[Source data — start]

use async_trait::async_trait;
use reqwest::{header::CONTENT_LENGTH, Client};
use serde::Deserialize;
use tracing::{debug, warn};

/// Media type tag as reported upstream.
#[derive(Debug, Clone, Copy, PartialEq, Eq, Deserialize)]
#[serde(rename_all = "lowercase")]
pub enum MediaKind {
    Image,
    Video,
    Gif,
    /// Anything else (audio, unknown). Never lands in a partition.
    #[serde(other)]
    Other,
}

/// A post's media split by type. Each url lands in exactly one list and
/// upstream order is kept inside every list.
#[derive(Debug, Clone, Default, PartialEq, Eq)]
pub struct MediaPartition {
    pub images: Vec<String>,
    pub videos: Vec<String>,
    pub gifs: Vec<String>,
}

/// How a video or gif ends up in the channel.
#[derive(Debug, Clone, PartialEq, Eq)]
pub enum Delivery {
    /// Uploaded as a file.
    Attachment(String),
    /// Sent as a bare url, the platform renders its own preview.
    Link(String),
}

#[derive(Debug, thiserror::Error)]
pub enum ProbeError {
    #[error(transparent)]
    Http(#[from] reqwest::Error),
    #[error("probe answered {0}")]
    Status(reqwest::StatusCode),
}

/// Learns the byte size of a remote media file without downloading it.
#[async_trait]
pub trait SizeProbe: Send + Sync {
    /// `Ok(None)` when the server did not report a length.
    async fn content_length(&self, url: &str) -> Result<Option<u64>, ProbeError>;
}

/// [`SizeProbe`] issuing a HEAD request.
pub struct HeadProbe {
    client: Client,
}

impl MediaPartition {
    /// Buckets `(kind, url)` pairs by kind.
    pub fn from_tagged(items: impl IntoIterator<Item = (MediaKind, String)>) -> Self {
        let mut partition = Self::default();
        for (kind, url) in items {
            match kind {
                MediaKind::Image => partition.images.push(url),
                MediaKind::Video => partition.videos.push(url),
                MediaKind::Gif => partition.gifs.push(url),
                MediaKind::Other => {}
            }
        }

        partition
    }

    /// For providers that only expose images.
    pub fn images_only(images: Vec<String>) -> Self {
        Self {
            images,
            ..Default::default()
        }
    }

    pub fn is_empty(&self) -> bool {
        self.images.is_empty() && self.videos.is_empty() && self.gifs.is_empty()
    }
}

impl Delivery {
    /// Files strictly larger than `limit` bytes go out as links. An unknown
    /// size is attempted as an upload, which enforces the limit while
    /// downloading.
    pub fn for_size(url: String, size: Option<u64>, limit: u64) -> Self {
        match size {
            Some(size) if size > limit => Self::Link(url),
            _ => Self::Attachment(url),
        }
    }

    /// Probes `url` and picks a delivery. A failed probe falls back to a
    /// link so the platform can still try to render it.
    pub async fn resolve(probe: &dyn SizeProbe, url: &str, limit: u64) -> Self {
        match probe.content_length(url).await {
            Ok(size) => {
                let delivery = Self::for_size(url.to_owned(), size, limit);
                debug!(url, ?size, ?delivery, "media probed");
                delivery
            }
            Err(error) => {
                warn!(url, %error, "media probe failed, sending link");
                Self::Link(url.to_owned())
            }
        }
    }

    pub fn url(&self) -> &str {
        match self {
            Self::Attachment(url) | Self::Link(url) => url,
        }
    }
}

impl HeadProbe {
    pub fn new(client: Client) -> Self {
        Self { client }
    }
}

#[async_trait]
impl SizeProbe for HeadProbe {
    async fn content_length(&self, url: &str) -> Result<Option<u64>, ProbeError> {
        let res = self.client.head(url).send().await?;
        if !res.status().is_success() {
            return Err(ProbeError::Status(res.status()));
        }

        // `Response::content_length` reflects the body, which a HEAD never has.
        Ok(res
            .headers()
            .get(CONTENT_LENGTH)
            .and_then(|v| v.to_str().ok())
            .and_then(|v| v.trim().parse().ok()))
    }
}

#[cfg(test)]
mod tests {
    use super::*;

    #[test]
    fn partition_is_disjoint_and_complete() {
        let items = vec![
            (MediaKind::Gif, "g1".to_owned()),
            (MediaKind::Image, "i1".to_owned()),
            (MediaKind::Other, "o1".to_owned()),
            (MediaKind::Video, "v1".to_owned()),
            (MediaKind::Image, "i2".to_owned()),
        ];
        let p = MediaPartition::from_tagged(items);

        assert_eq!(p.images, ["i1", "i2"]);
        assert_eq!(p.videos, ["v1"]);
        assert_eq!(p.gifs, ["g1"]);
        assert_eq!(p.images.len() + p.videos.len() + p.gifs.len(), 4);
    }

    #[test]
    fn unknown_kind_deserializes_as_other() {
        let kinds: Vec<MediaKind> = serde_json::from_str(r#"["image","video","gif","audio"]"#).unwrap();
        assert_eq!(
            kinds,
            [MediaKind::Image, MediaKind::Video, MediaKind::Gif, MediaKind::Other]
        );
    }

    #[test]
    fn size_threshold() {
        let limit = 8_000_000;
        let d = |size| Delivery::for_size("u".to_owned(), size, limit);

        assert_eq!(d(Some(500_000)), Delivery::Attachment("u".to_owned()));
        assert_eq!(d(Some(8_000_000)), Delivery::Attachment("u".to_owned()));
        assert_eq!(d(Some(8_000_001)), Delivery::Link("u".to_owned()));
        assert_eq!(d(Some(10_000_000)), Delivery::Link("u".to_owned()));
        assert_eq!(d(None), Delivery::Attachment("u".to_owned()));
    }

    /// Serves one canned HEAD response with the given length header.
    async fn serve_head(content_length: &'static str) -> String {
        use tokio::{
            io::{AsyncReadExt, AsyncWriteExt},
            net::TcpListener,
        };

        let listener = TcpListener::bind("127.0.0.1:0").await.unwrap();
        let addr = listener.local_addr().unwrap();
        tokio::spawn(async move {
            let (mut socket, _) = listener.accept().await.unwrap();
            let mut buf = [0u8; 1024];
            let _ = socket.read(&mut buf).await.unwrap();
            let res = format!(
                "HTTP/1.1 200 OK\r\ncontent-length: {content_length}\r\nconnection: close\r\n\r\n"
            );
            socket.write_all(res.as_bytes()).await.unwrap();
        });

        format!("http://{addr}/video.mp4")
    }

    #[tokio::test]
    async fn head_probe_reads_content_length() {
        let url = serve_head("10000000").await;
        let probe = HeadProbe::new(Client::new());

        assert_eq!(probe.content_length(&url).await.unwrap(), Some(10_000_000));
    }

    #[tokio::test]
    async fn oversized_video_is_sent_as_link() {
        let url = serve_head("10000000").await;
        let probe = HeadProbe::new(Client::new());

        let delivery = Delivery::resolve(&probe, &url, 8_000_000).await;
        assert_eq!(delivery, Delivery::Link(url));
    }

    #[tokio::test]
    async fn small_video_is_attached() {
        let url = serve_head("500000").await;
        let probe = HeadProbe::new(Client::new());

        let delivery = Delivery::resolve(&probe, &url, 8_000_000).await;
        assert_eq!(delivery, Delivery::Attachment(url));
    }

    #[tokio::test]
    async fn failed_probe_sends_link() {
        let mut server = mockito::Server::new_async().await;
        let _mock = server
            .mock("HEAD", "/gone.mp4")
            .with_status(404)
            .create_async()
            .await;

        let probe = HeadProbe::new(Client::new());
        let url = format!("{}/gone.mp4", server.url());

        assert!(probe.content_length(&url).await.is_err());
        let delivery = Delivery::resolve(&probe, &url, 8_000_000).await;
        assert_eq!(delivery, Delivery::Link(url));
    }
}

[Source data — finish]

## Exercise directions
An exact copy of the data is needed, running from its first line through the line that holds "#[derive(Debug, Clone, Default, PartialEq, Eq)]", and nothing beyond that.

## Answer section
use async_trait::async_trait;
use reqwest::{header::CONTENT_LENGTH, Client};
use serde::Deserialize;
use tracing::{debug, warn};

/// Media type tag as reported upstream.
#[derive(Debug, Clone, Copy, PartialEq, Eq, Deserialize)]
#[serde(rename_all = "lowercase")]
pub enum MediaKind {
    Image,
    Video,
    Gif,
    /// Anything else (audio, unknown). Never lands in a partition.
    #[serde(other)]
    Other,
}

/// A post's media split by type. Each url lands in exactly one list and
/// upstream order is kept inside every list.
#[derive(Debug, Clone, Default, PartialEq, Eq)]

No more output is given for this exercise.